§ Work to be completed
Within the material below, tally every line that holds the word "private", then give the tally and nothing more.

§ Material for the task
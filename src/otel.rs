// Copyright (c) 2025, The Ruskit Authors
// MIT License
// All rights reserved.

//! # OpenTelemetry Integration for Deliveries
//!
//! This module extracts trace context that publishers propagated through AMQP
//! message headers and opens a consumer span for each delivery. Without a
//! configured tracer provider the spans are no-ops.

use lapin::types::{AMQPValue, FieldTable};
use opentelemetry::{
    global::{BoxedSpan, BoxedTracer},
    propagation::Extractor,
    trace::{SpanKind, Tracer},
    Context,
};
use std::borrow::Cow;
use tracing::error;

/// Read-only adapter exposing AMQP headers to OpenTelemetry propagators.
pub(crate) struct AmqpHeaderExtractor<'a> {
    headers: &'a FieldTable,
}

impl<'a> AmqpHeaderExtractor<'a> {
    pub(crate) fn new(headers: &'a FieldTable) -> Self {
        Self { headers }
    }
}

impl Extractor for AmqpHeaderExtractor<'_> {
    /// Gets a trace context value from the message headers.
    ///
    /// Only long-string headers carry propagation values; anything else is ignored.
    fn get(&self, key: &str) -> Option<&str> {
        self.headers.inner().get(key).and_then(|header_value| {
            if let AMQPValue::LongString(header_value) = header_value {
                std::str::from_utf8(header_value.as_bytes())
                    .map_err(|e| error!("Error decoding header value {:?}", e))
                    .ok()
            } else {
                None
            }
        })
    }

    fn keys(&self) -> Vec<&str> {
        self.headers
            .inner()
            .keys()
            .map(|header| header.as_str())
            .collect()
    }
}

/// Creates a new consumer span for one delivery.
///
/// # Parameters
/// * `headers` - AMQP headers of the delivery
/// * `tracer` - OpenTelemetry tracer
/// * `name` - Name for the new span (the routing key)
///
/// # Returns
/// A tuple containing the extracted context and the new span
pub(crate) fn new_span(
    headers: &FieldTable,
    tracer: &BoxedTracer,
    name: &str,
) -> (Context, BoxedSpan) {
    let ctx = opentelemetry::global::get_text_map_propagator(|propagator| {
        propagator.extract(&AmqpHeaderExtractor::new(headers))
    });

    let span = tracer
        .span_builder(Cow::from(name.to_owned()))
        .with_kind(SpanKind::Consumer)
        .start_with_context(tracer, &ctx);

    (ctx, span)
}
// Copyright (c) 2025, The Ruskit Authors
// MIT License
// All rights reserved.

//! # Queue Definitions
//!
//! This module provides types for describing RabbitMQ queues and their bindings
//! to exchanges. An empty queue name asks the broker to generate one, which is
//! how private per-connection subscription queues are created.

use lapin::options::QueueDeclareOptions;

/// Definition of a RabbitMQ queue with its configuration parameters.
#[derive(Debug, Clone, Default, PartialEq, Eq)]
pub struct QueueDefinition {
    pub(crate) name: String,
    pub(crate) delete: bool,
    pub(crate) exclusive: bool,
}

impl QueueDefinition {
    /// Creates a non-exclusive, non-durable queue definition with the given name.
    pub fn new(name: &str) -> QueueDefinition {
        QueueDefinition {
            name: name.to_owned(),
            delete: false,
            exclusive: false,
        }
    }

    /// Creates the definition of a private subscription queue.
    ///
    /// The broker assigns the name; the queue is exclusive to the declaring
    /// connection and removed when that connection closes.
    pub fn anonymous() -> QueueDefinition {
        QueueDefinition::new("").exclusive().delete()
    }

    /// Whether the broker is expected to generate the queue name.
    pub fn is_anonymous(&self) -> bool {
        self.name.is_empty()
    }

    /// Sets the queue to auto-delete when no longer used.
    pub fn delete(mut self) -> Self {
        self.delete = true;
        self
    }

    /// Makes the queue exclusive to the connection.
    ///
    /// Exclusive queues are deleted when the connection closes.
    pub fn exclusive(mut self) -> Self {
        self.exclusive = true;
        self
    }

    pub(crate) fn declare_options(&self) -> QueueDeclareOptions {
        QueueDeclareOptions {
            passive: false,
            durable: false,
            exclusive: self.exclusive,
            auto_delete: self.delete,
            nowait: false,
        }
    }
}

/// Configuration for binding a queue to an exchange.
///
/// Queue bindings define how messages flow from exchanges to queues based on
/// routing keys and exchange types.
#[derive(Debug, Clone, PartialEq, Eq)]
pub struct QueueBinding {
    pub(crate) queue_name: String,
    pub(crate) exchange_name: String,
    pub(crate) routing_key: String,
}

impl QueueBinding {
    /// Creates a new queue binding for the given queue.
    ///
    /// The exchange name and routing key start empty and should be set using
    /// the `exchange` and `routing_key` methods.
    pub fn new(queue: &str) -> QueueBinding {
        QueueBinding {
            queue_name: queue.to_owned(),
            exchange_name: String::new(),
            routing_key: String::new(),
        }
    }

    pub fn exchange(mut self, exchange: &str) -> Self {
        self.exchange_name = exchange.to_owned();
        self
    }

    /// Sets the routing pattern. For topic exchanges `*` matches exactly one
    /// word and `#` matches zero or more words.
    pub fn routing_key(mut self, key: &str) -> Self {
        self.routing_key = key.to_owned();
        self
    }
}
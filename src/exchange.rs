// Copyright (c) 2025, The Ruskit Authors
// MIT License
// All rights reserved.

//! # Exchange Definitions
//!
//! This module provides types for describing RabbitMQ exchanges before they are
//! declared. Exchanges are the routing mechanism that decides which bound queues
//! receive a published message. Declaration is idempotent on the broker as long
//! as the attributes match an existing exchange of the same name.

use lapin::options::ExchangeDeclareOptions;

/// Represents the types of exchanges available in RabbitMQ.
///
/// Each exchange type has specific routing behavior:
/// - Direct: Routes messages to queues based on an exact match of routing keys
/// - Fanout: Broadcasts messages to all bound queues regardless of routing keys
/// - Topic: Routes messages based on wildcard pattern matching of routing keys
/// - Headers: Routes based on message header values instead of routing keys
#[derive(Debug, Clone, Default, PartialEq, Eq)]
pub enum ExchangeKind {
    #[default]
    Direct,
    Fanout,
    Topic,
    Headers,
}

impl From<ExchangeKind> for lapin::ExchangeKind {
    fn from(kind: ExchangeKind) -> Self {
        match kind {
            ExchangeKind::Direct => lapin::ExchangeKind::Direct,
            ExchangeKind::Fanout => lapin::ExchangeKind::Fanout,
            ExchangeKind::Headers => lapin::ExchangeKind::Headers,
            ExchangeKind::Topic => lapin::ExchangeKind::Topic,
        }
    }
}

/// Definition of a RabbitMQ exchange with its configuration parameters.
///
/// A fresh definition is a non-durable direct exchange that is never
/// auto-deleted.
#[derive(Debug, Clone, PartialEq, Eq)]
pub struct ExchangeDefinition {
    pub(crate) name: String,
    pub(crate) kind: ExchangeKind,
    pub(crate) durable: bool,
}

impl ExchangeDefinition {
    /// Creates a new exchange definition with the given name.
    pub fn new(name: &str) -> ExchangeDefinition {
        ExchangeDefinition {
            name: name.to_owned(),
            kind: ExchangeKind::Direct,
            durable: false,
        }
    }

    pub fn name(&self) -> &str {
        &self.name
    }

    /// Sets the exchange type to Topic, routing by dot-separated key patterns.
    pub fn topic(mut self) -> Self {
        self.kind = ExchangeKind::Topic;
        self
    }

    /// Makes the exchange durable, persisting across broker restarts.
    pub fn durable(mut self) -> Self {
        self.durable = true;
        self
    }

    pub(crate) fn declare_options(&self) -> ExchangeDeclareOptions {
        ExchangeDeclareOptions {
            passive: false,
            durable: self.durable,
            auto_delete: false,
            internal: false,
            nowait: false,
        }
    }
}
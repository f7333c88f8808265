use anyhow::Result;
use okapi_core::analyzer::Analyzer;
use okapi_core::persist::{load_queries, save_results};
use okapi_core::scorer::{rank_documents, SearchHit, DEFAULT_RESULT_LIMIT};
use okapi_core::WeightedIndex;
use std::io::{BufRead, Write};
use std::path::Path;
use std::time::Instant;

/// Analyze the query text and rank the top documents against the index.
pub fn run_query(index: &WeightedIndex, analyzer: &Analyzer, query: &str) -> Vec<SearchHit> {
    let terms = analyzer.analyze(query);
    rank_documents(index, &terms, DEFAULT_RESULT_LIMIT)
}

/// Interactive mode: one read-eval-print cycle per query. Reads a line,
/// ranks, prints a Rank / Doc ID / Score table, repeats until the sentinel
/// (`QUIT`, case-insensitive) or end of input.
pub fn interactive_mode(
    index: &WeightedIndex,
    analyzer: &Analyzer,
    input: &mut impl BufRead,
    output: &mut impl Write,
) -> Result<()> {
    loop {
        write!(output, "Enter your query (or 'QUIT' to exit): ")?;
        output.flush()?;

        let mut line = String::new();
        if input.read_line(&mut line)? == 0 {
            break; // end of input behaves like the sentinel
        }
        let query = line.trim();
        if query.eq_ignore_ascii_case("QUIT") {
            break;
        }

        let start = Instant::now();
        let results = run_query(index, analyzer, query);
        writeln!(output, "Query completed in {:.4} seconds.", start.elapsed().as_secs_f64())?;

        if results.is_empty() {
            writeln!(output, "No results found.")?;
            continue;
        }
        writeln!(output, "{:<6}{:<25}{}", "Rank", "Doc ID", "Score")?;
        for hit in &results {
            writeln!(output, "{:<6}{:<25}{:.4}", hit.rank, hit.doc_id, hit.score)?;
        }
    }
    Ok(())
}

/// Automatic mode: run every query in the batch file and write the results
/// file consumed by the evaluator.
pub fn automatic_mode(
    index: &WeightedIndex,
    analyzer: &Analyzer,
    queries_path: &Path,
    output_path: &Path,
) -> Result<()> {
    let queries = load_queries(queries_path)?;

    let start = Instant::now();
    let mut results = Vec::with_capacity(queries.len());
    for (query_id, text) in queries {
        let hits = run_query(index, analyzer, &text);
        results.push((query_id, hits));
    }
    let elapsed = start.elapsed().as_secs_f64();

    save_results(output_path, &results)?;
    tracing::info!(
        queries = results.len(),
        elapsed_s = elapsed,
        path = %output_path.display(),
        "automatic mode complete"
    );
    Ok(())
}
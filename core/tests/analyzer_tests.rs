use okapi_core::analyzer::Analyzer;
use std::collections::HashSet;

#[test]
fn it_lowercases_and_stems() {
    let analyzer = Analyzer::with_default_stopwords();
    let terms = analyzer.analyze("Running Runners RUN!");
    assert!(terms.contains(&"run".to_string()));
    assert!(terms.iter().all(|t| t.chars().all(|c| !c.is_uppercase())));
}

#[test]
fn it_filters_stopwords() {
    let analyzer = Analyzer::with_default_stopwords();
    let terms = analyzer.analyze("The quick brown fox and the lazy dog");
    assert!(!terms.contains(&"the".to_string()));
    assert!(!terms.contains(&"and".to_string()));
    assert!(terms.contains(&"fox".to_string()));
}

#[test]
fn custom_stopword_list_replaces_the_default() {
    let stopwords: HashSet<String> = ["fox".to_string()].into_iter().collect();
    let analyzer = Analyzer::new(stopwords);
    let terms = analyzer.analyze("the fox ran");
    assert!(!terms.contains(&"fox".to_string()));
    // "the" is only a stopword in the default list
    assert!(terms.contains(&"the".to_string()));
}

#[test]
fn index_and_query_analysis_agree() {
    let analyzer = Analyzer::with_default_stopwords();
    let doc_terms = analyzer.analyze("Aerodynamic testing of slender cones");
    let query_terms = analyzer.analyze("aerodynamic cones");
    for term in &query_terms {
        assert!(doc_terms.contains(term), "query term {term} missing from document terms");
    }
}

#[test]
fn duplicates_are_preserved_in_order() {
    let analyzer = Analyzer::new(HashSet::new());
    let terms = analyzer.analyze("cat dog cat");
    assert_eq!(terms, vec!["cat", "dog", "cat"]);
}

§ Exercise response
2